Exercise requirements
Output all records exactly.

Source data
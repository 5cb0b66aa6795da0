//! Static registration of test classes
//!
//! ```ignore
//! let catalog = CatalogBuilder::new()
//!     .namespace("Menus", |ns| {
//!         ns.class(
//!             ClassBuilder::<MainMenuTests>::new("MainMenuTests")
//!                 .test("title_is_shown", MainMenuTests::title_is_shown)
//!                 .async_test("opens_settings", MainMenuTests::opens_settings)
//!                 .timeout_ms(5_000)
//!                 .smoke(),
//!         )
//!     })
//!     .build();
//! ```
//!
//! Modifiers such as `ignore`, `timeout_ms`, `smoke` and `target` apply to
//! the most recently registered method.

use std::future::Future;
use std::marker::PhantomData;
use std::rc::Rc;
use std::time::Duration;

use bevy::log::warn;

use super::node::{
    ClassNode, MethodNode, MethodTestSettings, TargetResolution, TestBody, TestCatalog,
    TestFixture, TestNode,
};
use crate::coroutine::{AsyncCoroutine, Coroutine, TestContext};
use crate::failure::TestFailure;

fn downcast<T: TestFixture>(fixture: &mut dyn TestFixture) -> Result<&mut T, TestFailure> {
    fixture.as_any_mut().downcast_mut::<T>().ok_or_else(|| {
        TestFailure::new(format!(
            "fixture is not a {}",
            std::any::type_name::<T>()
        ))
    })
}

struct PendingMethod {
    name: String,
    settings: MethodTestSettings,
    body: TestBody,
}

/// Registers the methods of one fixture type
pub struct ClassBuilder<T> {
    name: String,
    factory: Rc<dyn Fn() -> T>,
    methods: Vec<PendingMethod>,
    _fixture: PhantomData<T>,
}

impl<T: TestFixture + Default> ClassBuilder<T> {
    pub fn new(name: impl Into<String>) -> Self {
        Self::with_factory(name, T::default)
    }
}

impl<T: TestFixture> ClassBuilder<T> {
    pub fn with_factory(name: impl Into<String>, factory: impl Fn() -> T + 'static) -> Self {
        Self {
            name: name.into(),
            factory: Rc::new(factory),
            methods: Vec::new(),
            _fixture: PhantomData,
        }
    }

    /// Register a method that runs to completion within one frame
    pub fn test(
        mut self,
        name: impl Into<String>,
        body: impl Fn(&mut T) -> Result<(), TestFailure> + 'static,
    ) -> Self {
        let body = TestBody::Sync(Box::new(move |fixture: &mut dyn TestFixture| {
            body(downcast::<T>(fixture)?)
        }));
        self.push(name.into(), body);
        self
    }

    /// Register a method returning a step-sequence
    pub fn coroutine<C>(
        mut self,
        name: impl Into<String>,
        body: impl Fn(&mut T) -> C + 'static,
    ) -> Self
    where
        C: Coroutine + 'static,
    {
        let body = TestBody::Coroutine(Box::new(move |fixture: &mut dyn TestFixture| {
            let routine = body(downcast::<T>(fixture)?);
            Ok(Box::new(routine) as Box<dyn Coroutine>)
        }));
        self.push(name.into(), body);
        self
    }

    /// Register an `async` method
    pub fn async_test<Fut>(
        mut self,
        name: impl Into<String>,
        body: impl Fn(&mut T, TestContext) -> Fut + 'static,
    ) -> Self
    where
        Fut: Future<Output = Result<(), TestFailure>> + 'static,
    {
        let body = TestBody::Coroutine(Box::new(move |fixture: &mut dyn TestFixture| {
            let fixture = downcast::<T>(fixture)?;
            let routine = AsyncCoroutine::new(|ctx| body(fixture, ctx));
            Ok(Box::new(routine) as Box<dyn Coroutine>)
        }));
        self.push(name.into(), body);
        self
    }

    pub fn ignore(self, reason: impl Into<String>) -> Self {
        let reason = reason.into();
        self.modify_last("ignore", |s| s.ignored = Some(reason))
    }

    pub fn timeout_ms(self, ms: u64) -> Self {
        self.modify_last("timeout_ms", |s| s.timeout = Some(Duration::from_millis(ms)))
    }

    pub fn smoke(self) -> Self {
        self.modify_last("smoke", |s| s.smoke = true)
    }

    pub fn target(self, width: u32, height: u32) -> Self {
        self.modify_last("target", |s| s.targets.push(TargetResolution::new(width, height)))
    }

    fn push(&mut self, name: String, body: TestBody) {
        self.methods.push(PendingMethod {
            name,
            settings: MethodTestSettings::default(),
            body,
        });
    }

    fn modify_last(mut self, what: &str, apply: impl FnOnce(&mut MethodTestSettings)) -> Self {
        match self.methods.last_mut() {
            Some(method) => apply(&mut method.settings),
            None => warn!("{}: `{}` used before any method was registered", self.name, what),
        }
        self
    }

    fn build(self, namespace: &str) -> ClassNode {
        let class_name = if namespace.is_empty() {
            self.name.clone()
        } else {
            format!("{}.{}", namespace, self.name)
        };
        let factory = self.factory;
        ClassNode {
            name: self.name,
            namespace: namespace.to_string(),
            factory: Box::new(move || Box::new(factory()) as Box<dyn TestFixture>),
            methods: self
                .methods
                .into_iter()
                .map(|m| {
                    Rc::new(MethodNode {
                        name: m.name,
                        class_name: class_name.clone(),
                        settings: m.settings,
                        body: m.body,
                    })
                })
                .collect(),
        }
    }
}

/// Children of one namespace
pub struct NamespaceBuilder {
    path: String,
    name: String,
    children: Vec<TestNode>,
}

impl NamespaceBuilder {
    fn new(parent: &str, name: String) -> Self {
        let path = if parent.is_empty() {
            name.clone()
        } else {
            format!("{}.{}", parent, name)
        };
        Self {
            path,
            name,
            children: Vec::new(),
        }
    }

    pub fn class<T: TestFixture>(mut self, class: ClassBuilder<T>) -> Self {
        self.children
            .push(TestNode::Class(Rc::new(class.build(&self.path))));
        self
    }

    pub fn namespace(
        mut self,
        name: impl Into<String>,
        build: impl FnOnce(NamespaceBuilder) -> NamespaceBuilder,
    ) -> Self {
        let child = build(NamespaceBuilder::new(&self.path, name.into()));
        self.children.push(child.into_node());
        self
    }

    fn into_node(self) -> TestNode {
        TestNode::Namespace {
            name: self.name,
            children: self.children,
        }
    }
}

/// Builds a `TestCatalog` from registered classes
#[derive(Default)]
pub struct CatalogBuilder {
    roots: Vec<TestNode>,
}

impl CatalogBuilder {
    pub fn new() -> Self {
        Self::default()
    }

    pub fn class<T: TestFixture>(mut self, class: ClassBuilder<T>) -> Self {
        self.roots.push(TestNode::Class(Rc::new(class.build(""))));
        self
    }

    pub fn namespace(
        mut self,
        name: impl Into<String>,
        build: impl FnOnce(NamespaceBuilder) -> NamespaceBuilder,
    ) -> Self {
        let child = build(NamespaceBuilder::new("", name.into()));
        self.roots.push(child.into_node());
        self
    }

    pub fn build(self) -> TestCatalog {
        TestCatalog { roots: self.roots }
    }
}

Task output
repository 5cb0b66aa6795da0
//! Static registration of test classes
//!
//! ```ignore
//! let catalog = CatalogBuilder::new()
//!     .namespace("Menus", |ns| {
//!         ns.class(
//!             ClassBuilder::<MainMenuTests>::new("MainMenuTests")
//!                 .test("title_is_shown", MainMenuTests::title_is_shown)
//!                 .async_test("opens_settings", MainMenuTests::opens_settings)
//!                 .timeout_ms(5_000)
//!                 .smoke(),
//!         )
//!     })
//!     .build();
//! ```
//!
//! Modifiers such as `ignore`, `timeout_ms`, `smoke` and `target` apply to
//! the most recently registered method.

use std::future::Future;
use std::marker::PhantomData;
use std::rc::Rc;
use std::time::Duration;

use bevy::log::warn;

use super::node::{
    ClassNode, MethodNode, MethodTestSettings, TargetResolution, TestBody, TestCatalog,
    TestFixture, TestNode,
};
use crate::coroutine::{AsyncCoroutine, Coroutine, TestContext};
use crate::failure::TestFailure;

fn downcast<T: TestFixture>(fixture: &mut dyn TestFixture) -> Result<&mut T, TestFailure> {
    fixture.as_any_mut().downcast_mut::<T>().ok_or_else(|| {
        TestFailure::new(format!(
            "fixture is not a {}",
            std::any::type_name::<T>()
        ))
    })
}

struct PendingMethod {
    name: String,
    settings: MethodTestSettings,
    body: TestBody,
}

/// Registers the methods of one fixture type
pub struct ClassBuilder<T> {
    name: String,
    factory: Rc<dyn Fn() -> T>,
    methods: Vec<PendingMethod>,
    _fixture: PhantomData<T>,
}

impl<T: TestFixture + Default> ClassBuilder<T> {
    pub fn new(name: impl Into<String>) -> Self {
        Self::with_factory(name, T::default)
    }
}

impl<T: TestFixture> ClassBuilder<T> {
    pub fn with_factory(name: impl Into<String>, factory: impl Fn() -> T + 'static) -> Self {
        Self {
            name: name.into(),
            factory: Rc::new(factory),
            methods: Vec::new(),
            _fixture: PhantomData,
        }
    }

    /// Register a method that runs to completion within one frame
    pub fn test(
        mut self,
        name: impl Into<String>,
        body: impl Fn(&mut T) -> Result<(), TestFailure> + 'static,
    ) -> Self {
        let body = TestBody::Sync(Box::new(move |fixture: &mut dyn TestFixture| {
            body(downcast::<T>(fixture)?)
        }));
        self.push(name.into(), body);
        self
    }

    /// Register a method returning a step-sequence
    pub fn coroutine<C>(
        mut self,
        name: impl Into<String>,
        body: impl Fn(&mut T) -> C + 'static,
    ) -> Self
    where
        C: Coroutine + 'static,
    {
        let body = TestBody::Coroutine(Box::new(move |fixture: &mut dyn TestFixture| {
            let routine = body(downcast::<T>(fixture)?);
            Ok(Box::new(routine) as Box<dyn Coroutine>)
        }));
        self.push(name.into(), body);
        self
    }

    /// Register an `async` method
    pub fn async_test<Fut>(
        mut self,
        name: impl Into<String>,
        body: impl Fn(&mut T, TestContext) -> Fut + 'static,
    ) -> Self
    where
        Fut: Future<Output = Result<(), TestFailure>> + 'static,
    {
        let body = TestBody::Coroutine(Box::new(move |fixture: &mut dyn TestFixture| {
            let fixture = downcast::<T>(fixture)?;
            let routine = AsyncCoroutine::new(|ctx| body(fixture, ctx));
            Ok(Box::new(routine) as Box<dyn Coroutine>)
        }));
        self.push(name.into(), body);
        self
    }

    pub fn ignore(self, reason: impl Into<String>) -> Self {
        let reason = reason.into();
        self.modify_last("ignore", |s| s.ignored = Some(reason))
    }

    pub fn timeout_ms(self, ms: u64) -> Self {
        self.modify_last("timeout_ms", |s| s.timeout = Some(Duration::from_millis(ms)))
    }

    pub fn smoke(self) -> Self {
        self.modify_last("smoke", |s| s.smoke = true)
    }

    pub fn target(self, width: u32, height: u32) -> Self {
        self.modify_last("target", |s| s.targets.push(TargetResolution::new(width, height)))
    }

    fn push(&mut self, name: String, body: TestBody) {
        self.methods.push(PendingMethod {
            name,
            settings: MethodTestSettings::default(),
            body,
        });
    }

    fn modify_last(mut self, what: &str, apply: impl FnOnce(&mut MethodTestSettings)) -> Self {
        match self.methods.last_mut() {
            Some(method) => apply(&mut method.settings),
            None => warn!("{}: `{}` used before any method was registered", self.name, what),
        }
        self
    }

    fn build(self, namespace: &str) -> ClassNode {
        let class_name = if namespace.is_empty() {
            self.name.clone()
        } else {
            format!("{}.{}", namespace, self.name)
        };
        let factory = self.factory;
        ClassNode {
            name: self.name,
            namespace: namespace.to_string(),
            factory: Box::new(move || Box::new(factory()) as Box<dyn TestFixture>),
            methods: self
                .methods
                .into_iter()
                .map(|m| {
                    Rc::new(MethodNode {
                        name: m.name,
                        class_name: class_name.clone(),
                        settings: m.settings,
                        body: m.body,
                    })
                })
                .collect(),
        }
    }
}

/// Children of one namespace
pub struct NamespaceBuilder {
    path: String,
    name: String,
    children: Vec<TestNode>,
}

impl NamespaceBuilder {
    fn new(parent: &str, name: String) -> Self {
        let path = if parent.is_empty() {
            name.clone()
        } else {
            format!("{}.{}", parent, name)
        };
        Self {
            path,
            name,
            children: Vec::new(),
        }
    }

    pub fn class<T: TestFixture>(mut self, class: ClassBuilder<T>) -> Self {
        self.children
            .push(TestNode::Class(Rc::new(class.build(&self.path))));
        self
    }

    pub fn namespace(
        mut self,
        name: impl Into<String>,
        build: impl FnOnce(NamespaceBuilder) -> NamespaceBuilder,
    ) -> Self {
        let child = build(NamespaceBuilder::new(&self.path, name.into()));
        self.children.push(child.into_node());
        self
    }

    fn into_node(self) -> TestNode {
        TestNode::Namespace {
            name: self.name,
            children: self.children,
        }
    }
}

/// Builds a `TestCatalog` from registered classes
#[derive(Default)]
pub struct CatalogBuilder {
    roots: Vec<TestNode>,
}

impl CatalogBuilder {
    pub fn new() -> Self {
        Self::default()
    }

    pub fn class<T: TestFixture>(mut self, class: ClassBuilder<T>) -> Self {
        self.roots.push(TestNode::Class(Rc::new(class.build(""))));
        self
    }

    pub fn namespace(
        mut self,
        name: impl Into<String>,
        build: impl FnOnce(NamespaceBuilder) -> NamespaceBuilder,
    ) -> Self {
        let child = build(NamespaceBuilder::new("", name.into()));
        self.roots.push(child.into_node());
        self
    }

    pub fn build(self) -> TestCatalog {
        TestCatalog { roots: self.roots }
    }
}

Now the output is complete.